Рассуждая еще более глобально, надо четко понимать: подобное положение вещей означает, что Россия сегодня не участвует в глобальной дискуссии о мировой повестке дня, о текущем состоянии и путях будущего развития человечества. Нам может казаться, что мы как страна что-то говорим миру, но увы – то, что мы говорим, никому не интересно; на самом деле оно не интересно и нам самим. Мы не влияем на глобальную повестку дня – в лучшем случае мы способны лишь почти впопад отвечать отрывками концепций, придуманных другими. И плохо здесь не то, что концепции эти придуманы не нами: наука глобальна, она не знает «чужой» или «нашей» экономики, социологии, теории международных отношений. Плохо, что, цитируя, мы зачастую даже не осознаем, что говорим цитатами.

Практические шаги, которые необходимо здесь предпринять, очевидны. Необходимо резкое повышение доступности для российских студентов, аспирантов, ученых ведущих международных журналов в электронной форме. Они должны быть доступны с любого компьютера в любом университете; сегодня до них не всегда можно добраться даже в Москве. Необходимо направлять россиян на обучение в зарубежные аспирантуры.

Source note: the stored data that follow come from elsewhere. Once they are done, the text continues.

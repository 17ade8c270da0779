//! # spacereg-pack: Reference Data
//!
//! The static corpus the compliance engine reads:
//!
//! - **Jurisdiction laws** ([`law`]): national space legislation with its
//!   requirements, applicability rules, and insurance, debris, timeline and
//!   registration terms.
//!
//! - **Guidelines** ([`guideline`]): international checklist items with
//!   priority tiers, severities and mission-profile conditions.
//!
//! - **Cross-references** ([`crossref`]): the EU Space Act article table.
//!
//! ## Data Format
//!
//! Tables are YAML files with a strict serde schema. Unknown enum values
//! fail at parse time; cross-table consistency is checked by
//! [`validation`] before a [`ReferenceData`] is handed out. The bundled
//! corpus under `data/` is compiled into the crate and can be replaced at
//! runtime with [`ReferenceData::load_dir`].
//!
//! ## Crate Policy
//!
//! - Depends only on `spacereg-core` internally.
//! - Loaded data is never mutated.

pub mod crossref;
pub mod error;
pub mod guideline;
pub mod law;
pub mod parser;
pub mod store;
pub mod validation;

// Re-export primary types.
pub use crossref::CrossReferenceRow;
pub use error::{PackError, PackResult};
pub use guideline::{ApplicabilityConditions, GuidelineDefinition, GuidelineSource};
pub use law::{
    ApplicabilityRule, Authority, CrossReference, DebrisTerms, InsuranceTerms, JurisdictionLaw,
    Legislation, Registration, RemoteSensingRegime, Requirement, SpecialProvision, Timeline,
    WeekRange,
};
pub use store::ReferenceData;
pub use validation::{validate_reference_data, PackValidationResult};
//! # Request Extraction & Validation
//!
//! Serde rejections become 400s. Values that parse but break a range rule
//! become 422s naming the field, via [`spacereg_engine::Validate`].

use axum::extract::rejection::JsonRejection;
use axum::Json;

use spacereg_engine::Validate;

use crate::error::AppError;

/// Unwrap a JSON body, turning a rejection into [`AppError::MalformedBody`].
pub fn extract_json<T>(result: Result<Json<T>, JsonRejection>) -> Result<T, AppError> {
    result
        .map(|Json(v)| v)
        .map_err(|err| AppError::MalformedBody(err.body_text()))
}

/// [`extract_json`], then [`Validate::validate`].
pub fn extract_validated_json<T: Validate>(
    result: Result<Json<T>, JsonRejection>,
) -> Result<T, AppError> {
    let value = extract_json(result)?;
    value.validate()?;
    Ok(value)
}

#[cfg(test)]
mod tests {
    use super::*;
    use spacereg_engine::{AssessmentAnswers, GuidelineAssessmentInput};

    #[test]
    fn valid_body_passes_through() {
        let answers = AssessmentAnswers {
            selected_jurisdictions: vec!["FR".into()],
            ..AssessmentAnswers::default()
        };
        let extracted = extract_validated_json(Ok(Json(answers.clone()))).unwrap();
        assert_eq!(extracted, answers);
    }

    #[test]
    fn out_of_range_profile_is_invalid_field() {
        let mut input = GuidelineAssessmentInput::default();
        input.profile.inclination_deg = Some(200.0);
        match extract_validated_json(Ok(Json(input))) {
            Err(AppError::InvalidField(e)) => assert_eq!(e.field, "profile.inclinationDeg"),
            other => panic!("expected InvalidField, got: {other:?}"),
        }
    }
}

Здесь можно не волноваться: западный рынок профессоров сегодня настолько перенасыщен, что социологи, историки, политологи в итоге вернутся в Россию. Необходима жесткая – куда более жесткая, чем в естественных науках – санация кафедр и факультетов: во многих случаях лучше не учить вообще, чем учить так, как это делается сейчас. Необходимо активнее стимулировать исследователей публиковаться – если они на это способны – на международном уровне.

Но остро необходимо и «Гуманитарное Сколково» – а вернее, несколько конкурирующих проектов такого типа. Цель их должна быть предельно конкретной: нужно создать с нуля несколько центров исследований и подготовки аспирантов в этих дисциплинах. Подобно тому, как это будет происходить в «Сколково», центры эти должны ориентировать на глобальную конкурентоспособность, быть интегрированы в международную науку, создаваться при помощи ведущих мировых университетов и управляться наблюдательными советами, состоящими из ведущих мировых ученых. Эти центры должны стать поставщиками нового поколения профессуры для российских университетов. И тогда, если мы все сделаем правильно, лет через тридцать у нас, может быть, будет кому обсуждать особенности российской модернизации так, чтобы результаты этого обсуждения были действительно кому-то интересны.